# Paph hermannii



## Paul (Aug 25, 2013)

A very easy growing species, blooms twice a year (spring and late summer)











I've wait too long to repot so leaves are a little yellowish and only two blooms. next year it will be a much bigger plant


----------



## Dido (Aug 25, 2013)

looks really nice


----------



## SlipperFan (Aug 25, 2013)

I love the waviness!


----------



## Carkin (Aug 25, 2013)

That is very nice!!!


----------



## Stone (Aug 25, 2013)

Well grown.


----------



## Ozpaph (Aug 25, 2013)

very interesting.
Is this a species or a natural hybrid?


----------



## John M (Aug 25, 2013)

I LIKE this! I don't know anything about this species. It looks like henryanum x barbigerum; but, without the markings you'd expect from henryanum.
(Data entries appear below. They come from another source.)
//! Staged planning pipeline
//!
//! [`Planner`] sequences requirements analysis, option discovery, ranking,
//! cart building and checkout against the [`StateManager`]. Each stage runs as
//! one atomic transition and advances the session exactly one step.
//!
//! [`StateManager`]: crate::state::StateManager

mod planner;

pub use planner::Planner;
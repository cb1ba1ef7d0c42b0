//! Retreat planner - staged group travel planning
//!
//! Plans group retreats through a five-stage pipeline: structured requirements,
//! vendor option discovery, weighted package ranking, cart assembly and
//! checkout. Requirement extraction, vendor search and payment are external
//! collaborators; this crate validates and scores what they return.
//!
//! # Core Concepts
//!
//! - **Sessions**: every request is a session that only moves forward one stage at a time
//! - **Atomic Stages**: each stage is one read-modify-write on the state actor
//! - **Deterministic Scoring**: min-max normalized dimensions, weighted by category importance
//! - **Exact Money**: prices, taxes and fees use decimal arithmetic
//!
//! # Modules
//!
//! - [`domain`] - Requirements, catalog, weights, packages and sessions
//! - [`scoring`] - Package generation and ranking
//! - [`cart`] - Cart building, modification and pricing
//! - [`state`] - Session store actor
//! - [`pipeline`] - Stage orchestration
//! - [`collaborators`] - Extractor, search and checkout traits
//! - [`config`] - Configuration types and loading
//! - [`cli`] - Command-line interface

pub mod cart;
pub mod cli;
pub mod collaborators;
pub mod config;
pub mod domain;
pub mod error;
pub mod pipeline;
pub mod scoring;
pub mod state;

pub use cart::{Cart, CartBuilder, CartModification, PricingConfig, QuantityPolicy};
pub use config::Config;
pub use domain::{OptionsCatalog, Package, Ranking, Requirements, Session, Stage, WeightOverrides, WeightProfile};
pub use error::{PlanError, ValidationError};
pub use pipeline::Planner;
pub use scoring::{ScoringConfig, ScoringEngine};
pub use state::{StateEvent, StateManager};
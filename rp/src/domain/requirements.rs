//! Structured planning requirements

use chrono::NaiveDate;
use rust_decimal::Decimal;
use serde::{Deserialize, Serialize};
use std::collections::BTreeSet;
use tracing::debug;

use super::category::Category;
use crate::error::ValidationError;

/// Largest group a single request can plan for
pub const MAX_ATTENDEES: u32 = 100_000;

/// Longest event, in days, a single request can span
pub const MAX_EVENT_DAYS: u32 = 366;

/// Canonical planning request, produced by a requirements extractor
#[derive(Debug, Clone, PartialEq, Serialize, Deserialize)]
pub struct Requirements {
    /// Number of people travelling
    pub attendees: u32,

    /// Destination
    pub location: String,

    /// Departure city, if travel is needed
    #[serde(default)]
    pub origin: Option<String>,

    /// First day of the event
    pub start_date: NaiveDate,

    /// Last day of the event (inclusive)
    pub end_date: NaiveDate,

    /// Total budget for the whole package
    pub budget: Decimal,

    /// Categories every package must cover
    pub categories: BTreeSet<Category>,

    #[serde(default)]
    pub must_haves: Vec<String>,

    #[serde(default)]
    pub nice_to_haves: Vec<String>,

    /// Anything else the requester said
    #[serde(default)]
    pub notes: Option<String>,
}

impl Requirements {
    /// Check field constraints; the first violation wins
    pub fn validate(&self) -> Result<(), ValidationError> {
        debug!(attendees = self.attendees, location = %self.location, "Requirements::validate: called");
        if self.attendees == 0 {
            return Err(ValidationError::new("attendees", "must be a positive integer"));
        }
        if self.attendees > MAX_ATTENDEES {
            return Err(ValidationError::new(
                "attendees",
                format!("{} exceeds the limit of {}", self.attendees, MAX_ATTENDEES),
            ));
        }
        if self.location.trim().is_empty() {
            return Err(ValidationError::new("location", "must not be empty"));
        }
        if self.start_date > self.end_date {
            return Err(ValidationError::new(
                "end_date",
                format!("end date {} is before start date {}", self.end_date, self.start_date),
            ));
        }
        if (self.end_date - self.start_date).num_days() >= i64::from(MAX_EVENT_DAYS) {
            return Err(ValidationError::new(
                "end_date",
                format!("event spans more than {} days", MAX_EVENT_DAYS),
            ));
        }
        if self.budget < Decimal::ZERO {
            return Err(ValidationError::new("budget", "must not be negative"));
        }
        if self.categories.is_empty() {
            return Err(ValidationError::new("categories", "at least one category is required"));
        }
        Ok(())
    }

    /// Event length in days, counting both ends
    pub fn days(&self) -> u32 {
        let span = (self.end_date - self.start_date).num_days().max(0);
        u32::try_from(span).unwrap_or(u32::MAX).saturating_add(1)
    }

    /// Hotel nights; a single-day event still books one night
    pub fn nights(&self) -> u32 {
        self.days().saturating_sub(1).max(1)
    }

    pub fn requires(&self, category: Category) -> bool {
        self.categories.contains(&category)
    }
}

#[cfg(test)]
pub(crate) mod fixtures {
    use super::*;

    /// 50 attendees, two days in Las Vegas, $60k, every category
    pub fn retreat() -> Requirements {
        Requirements {
            attendees: 50,
            location: "Las Vegas".to_string(),
            origin: Some("San Francisco".to_string()),
            start_date: NaiveDate::from_ymd_opt(2026, 3, 10).unwrap(),
            end_date: NaiveDate::from_ymd_opt(2026, 3, 11).unwrap(),
            budget: Decimal::from(60_000),
            categories: Category::ALL.into_iter().collect(),
            must_haves: vec!["4-star hotel".to_string()],
            nice_to_haves: vec![],
            notes: None,
        }
    }
}
//! Retreat planner - staged group travel planning
//!
//! CLI entry point driving the planning pipeline over files.

use std::fs;
use std::path::{Path, PathBuf};

use clap::Parser;
use colored::Colorize;
use eyre::{Context, Result};
use tracing::{debug, info};

use retreatplan::cart::{Cart, CartModification};
use retreatplan::cli::{Cli, Command, OutputFormat, SessionCommand, get_log_path};
use retreatplan::collaborators::{CheckoutRequest, SimulatedCheckout, StaticCatalog, StructuredExtractor};
use retreatplan::config::Config;
use retreatplan::domain::{Confirmation, Ranking, Session, WeightOverrides};
use retreatplan::pipeline::Planner;
use retreatplan::state::StateManager;

fn setup_logging(cli_log_level: Option<&str>, config_log_level: Option<&str>) -> Result<()> {
    // Note: Can't log params here since logging isn't initialized yet
    let log_path = get_log_path();
    let log_dir = log_path.parent().map(Path::to_path_buf).unwrap_or_else(|| PathBuf::from("."));

    fs::create_dir_all(&log_dir).context("Failed to create log directory")?;

    // Determine log level with priority: CLI --log-level > config file > default (INFO)
    let level = match cli_log_level.or(config_log_level) {
        Some(s) => match s.to_uppercase().as_str() {
            "TRACE" => tracing::Level::TRACE,
            "DEBUG" => tracing::Level::DEBUG,
            "INFO" => tracing::Level::INFO,
            "WARN" | "WARNING" => tracing::Level::WARN,
            "ERROR" => tracing::Level::ERROR,
            _ => {
                eprintln!("Warning: Unknown log-level '{}', defaulting to INFO", s);
                tracing::Level::INFO
            }
        },
        None => tracing::Level::INFO,
    };

    let log_file = fs::File::create(&log_path).context("Failed to create log file")?;

    tracing_subscriber::fmt()
        .with_writer(log_file)
        .with_ansi(false)
        .with_env_filter(tracing_subscriber::EnvFilter::from_default_env().add_directive(level.into()))
        .init();

    info!("Logging initialized (level: {:?})", level);
    Ok(())
}

#[tokio::main]
async fn main() -> Result<()> {
    let cli = Cli::parse();

    // Load log level from config file early (before full config load)
    let config_log_level = Config::load_log_level(cli.config.as_ref());

    // Setup logging with priority: CLI > config > INFO default
    setup_logging(cli.log_level.as_deref(), config_log_level.as_deref()).context("Failed to setup logging")?;

    // Load configuration
    let config = Config::load(cli.config.as_ref()).context("Failed to load configuration")?;
    config.validate().context("Invalid configuration")?;

    debug!(command = ?cli.command, "main: dispatching command");
    match cli.command {
        Command::Plan {
            requirements,
            catalog,
            weights,
            package,
            modify,
            checkout,
            store,
            format,
        } => {
            let inputs = PlanInputs {
                requirements,
                catalog,
                weights,
                package,
                modify,
                checkout,
            };
            cmd_plan(&config, inputs, store, format).await
        }
        Command::Rank {
            requirements,
            catalog,
            weights,
            top,
            format,
        } => cmd_rank(&config, &requirements, &catalog, weights.as_deref(), top, format).await,
        Command::Session { command, store } => cmd_session(&config, command, store).await,
        Command::Weights => cmd_weights(&config),
    }
}

/// Files feeding one `plan` run
struct PlanInputs {
    requirements: PathBuf,
    catalog: PathBuf,
    weights: Option<PathBuf>,
    package: Option<String>,
    modify: Option<PathBuf>,
    checkout: Option<PathBuf>,
}

fn read_yaml<T: serde::de::DeserializeOwned>(path: &Path, what: &str) -> Result<T> {
    let content = fs::read_to_string(path).context(format!("Failed to read {} from {}", what, path.display()))?;
    serde_yaml::from_str(&content).context(format!("Failed to parse {} from {}", what, path.display()))
}

fn open_state(config: &Config, store: Option<PathBuf>) -> Result<StateManager> {
    match store {
        Some(dir) => StateManager::spawn(&dir),
        None if config.storage.in_memory => Ok(StateManager::spawn_in_memory()),
        None => StateManager::spawn(&config.storage.session_dir),
    }
}

async fn cmd_plan(config: &Config, inputs: PlanInputs, store: Option<PathBuf>, format: OutputFormat) -> Result<()> {
    debug!(requirements = %inputs.requirements.display(), "cmd_plan: called");
    let planner = Planner::from_config(open_state(config, store)?, config);

    let text = fs::read_to_string(&inputs.requirements)
        .context(format!("Failed to read requirements from {}", inputs.requirements.display()))?;
    let search = StaticCatalog::from_file(&inputs.catalog).context("Failed to load catalog")?;
    let overrides: Option<WeightOverrides> = match &inputs.weights {
        Some(path) => Some(read_yaml(path, "weights")?),
        None => None,
    };

    let id = planner.create_session().await?;
    planner.analyze_with(&id, &StructuredExtractor, &text).await?;
    planner.discover_with(&id, &search).await?;
    let session = planner.rank_packages(&id, overrides).await?;

    if session.ranking.as_ref().is_some_and(Ranking::is_empty) {
        return print_session(&session, format);
    }

    let mut session = planner.build_cart(&id, inputs.package).await?;
    if let Some(path) = &inputs.modify {
        let modifications: Vec<CartModification> = read_yaml(path, "cart modifications")?;
        for modification in modifications {
            session = planner.modify_cart(&id, modification).await?;
        }
    }
    if let Some(path) = &inputs.checkout {
        let request: CheckoutRequest = read_yaml(path, "checkout request")?;
        session = planner.checkout(&id, &SimulatedCheckout, &request).await?;
    }

    print_session(&session, format)
}

async fn cmd_rank(
    config: &Config,
    requirements: &Path,
    catalog: &Path,
    weights: Option<&Path>,
    top: usize,
    format: OutputFormat,
) -> Result<()> {
    debug!(top, "cmd_rank: called");
    let planner = Planner::from_config(StateManager::spawn_in_memory(), config);

    let text = fs::read_to_string(requirements)
        .context(format!("Failed to read requirements from {}", requirements.display()))?;
    let search = StaticCatalog::from_file(catalog).context("Failed to load catalog")?;
    let overrides: Option<WeightOverrides> = match weights {
        Some(path) => Some(read_yaml(path, "weights")?),
        None => None,
    };

    let id = planner.create_session().await?;
    planner.analyze_with(&id, &StructuredExtractor, &text).await?;
    planner.discover_with(&id, &search).await?;
    let session = planner.rank_packages(&id, overrides).await?;
    let Some(mut ranking) = session.ranking else {
        return Ok(());
    };
    ranking.packages.truncate(top);

    match format {
        OutputFormat::Json => println!("{}", serde_json::to_string_pretty(&ranking)?),
        OutputFormat::Text => print_ranking(&ranking),
    }
    Ok(())
}

async fn cmd_session(config: &Config, command: SessionCommand, store: Option<PathBuf>) -> Result<()> {
    debug!(?command, "cmd_session: called");
    let state = open_state(config, store)?;
    let planner = Planner::from_config(state, config);

    match command {
        SessionCommand::List { format } => {
            let sessions = planner.list_sessions().await?;
            match format {
                OutputFormat::Json => println!("{}", serde_json::to_string_pretty(&sessions)?),
                OutputFormat::Text => {
                    if sessions.is_empty() {
                        println!("No sessions");
                    }
                    for session in &sessions {
                        println!(
                            "{}  {:<22} rev {}",
                            session.id.bold(),
                            session.stage.to_string().cyan(),
                            session.revision
                        );
                    }
                }
            }
            Ok(())
        }
        SessionCommand::Show { id, format } => {
            let session = planner.get_session(&id).await?;
            print_session(&session, format)
        }
        SessionCommand::Delete { id } => {
            if planner.delete_session(&id).await? {
                println!("{} {}", "Deleted".green(), id);
            } else {
                println!("{} {}", "No such session:".yellow(), id);
            }
            Ok(())
        }
    }
}

fn cmd_weights(config: &Config) -> Result<()> {
    debug!("cmd_weights: called");
    print!("{}", serde_yaml::to_string(&config.weight_profile())?);
    Ok(())
}

fn print_session(session: &Session, format: OutputFormat) -> Result<()> {
    if format == OutputFormat::Json {
        println!("{}", serde_json::to_string_pretty(session)?);
        return Ok(());
    }

    println!("{} {}  [{}]", "Session".bold(), session.id, session.stage.to_string().cyan());
    if let Some(req) = &session.requirements {
        println!(
            "  {} attendees, {} to {} in {}, budget ${:.2}",
            req.attendees, req.start_date, req.end_date, req.location, req.budget
        );
    }
    if let Some(ranking) = &session.ranking {
        println!();
        print_ranking(ranking);
    }
    if let Some(cart) = &session.cart {
        println!();
        print_cart(cart);
    }
    if let Some(confirmation) = &session.confirmation {
        println!();
        print_confirmation(confirmation);
    }
    Ok(())
}

fn print_ranking(ranking: &Ranking) {
    if let Some(diagnostic) = &ranking.diagnostic {
        println!("{} {}", "No packages:".yellow().bold(), diagnostic);
        return;
    }
    if ranking.all_over_budget() {
        println!("{}", "No package fits the budget; showing all".yellow());
    }
    println!("{} ({} of {} considered)", "Packages".bold(), ranking.packages.len(), ranking.considered);
    for package in &ranking.packages {
        let score = format!("{:.3}", package.score);
        println!(
            "  #{:<3} {}  ${:.2}  {}",
            package.rank,
            score.green(),
            package.estimated_cost,
            package.package_id
        );
        println!("        {}", package.explanation.dimmed());
    }
}

fn print_cart(cart: &Cart) {
    println!("{} {}  [{}]", "Cart".bold(), cart.cart_id, cart.state);
    for line in &cart.lines {
        println!(
            "  {:<8} {:<14} {:<28} {:>6} x ${:>10.2} = ${:>12.2}",
            line.line_id, line.category, line.option.vendor, line.quantity, line.unit_price, line.line_total
        );
    }
    println!("  {:<60} ${:>12.2}", "Subtotal", cart.subtotal);
    println!("  {:<60} ${:>12.2}", "Tax", cart.tax);
    println!("  {:<60} ${:>12.2}", "Fees", cart.fees);
    println!("  {:<60} ${:>12.2}", "Total".bold(), cart.total);
}

fn print_confirmation(confirmation: &Confirmation) {
    println!("{} {}", "Booked".green().bold(), confirmation.booking_id);
    for vc in &confirmation.vendor_confirmations {
        println!("  {:<14} {:<28} {}", vc.category, vc.vendor, vc.confirmation_code);
    }
    println!("  Charged ${:.2}", confirmation.total_charged);
}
Like others, I really like the waviness. Gives lots of character!


----------



## chris20 (Aug 25, 2013)

Very nice-- does look like henryanum with a little hirsutissimum.


----------



## Rick (Aug 25, 2013)

This one is very nice with lots of waviness in the petals and sepals.


----------



## Leo_5313 (Aug 25, 2013)

This is very nice! First time I have seen this.


----------



## abax (Aug 25, 2013)

I'm not familiar with this Paph., but the ruffles are wonderful.


----------



## JeanLux (Aug 26, 2013)

Bravo Paul!!!! Is your mix bark-only?? Jean


----------



## Paul (Aug 26, 2013)

yes Jean, pure bark (Orchiata). Like almost all my potted plants, now.


----------



## eggshells (Aug 26, 2013)

Looking very healthy. Great job.


----------



## SlipperKing (Aug 26, 2013)

Great looking flower Paul. I'll have to ck on mine to see if its open yet.


----------



## likespaphs (Aug 26, 2013)

Ozpaph said:


> very interesting.
> Is this a species or a natural hybrid?



that's still unclear
but i love it!


----------



## Trithor (Aug 27, 2013)

Very attractive. Nice big plant too.


----------



## Stone (Aug 27, 2013)

likespaphs said:


> that's still unclear
> but i love it!



Apparently it is (was?) a very large and stabilized population and selfings breed true so it is a species. But it may be a new species derived from henryanum and something else? Xavier will know this?


----------



## SlipperKing (Aug 27, 2013)

Stone said:


> Apparently it is (was?) a very large and stabilized population and selfings breed true so it is a species. But it may be a new species derived from henryanum and something else? Xavier will know this?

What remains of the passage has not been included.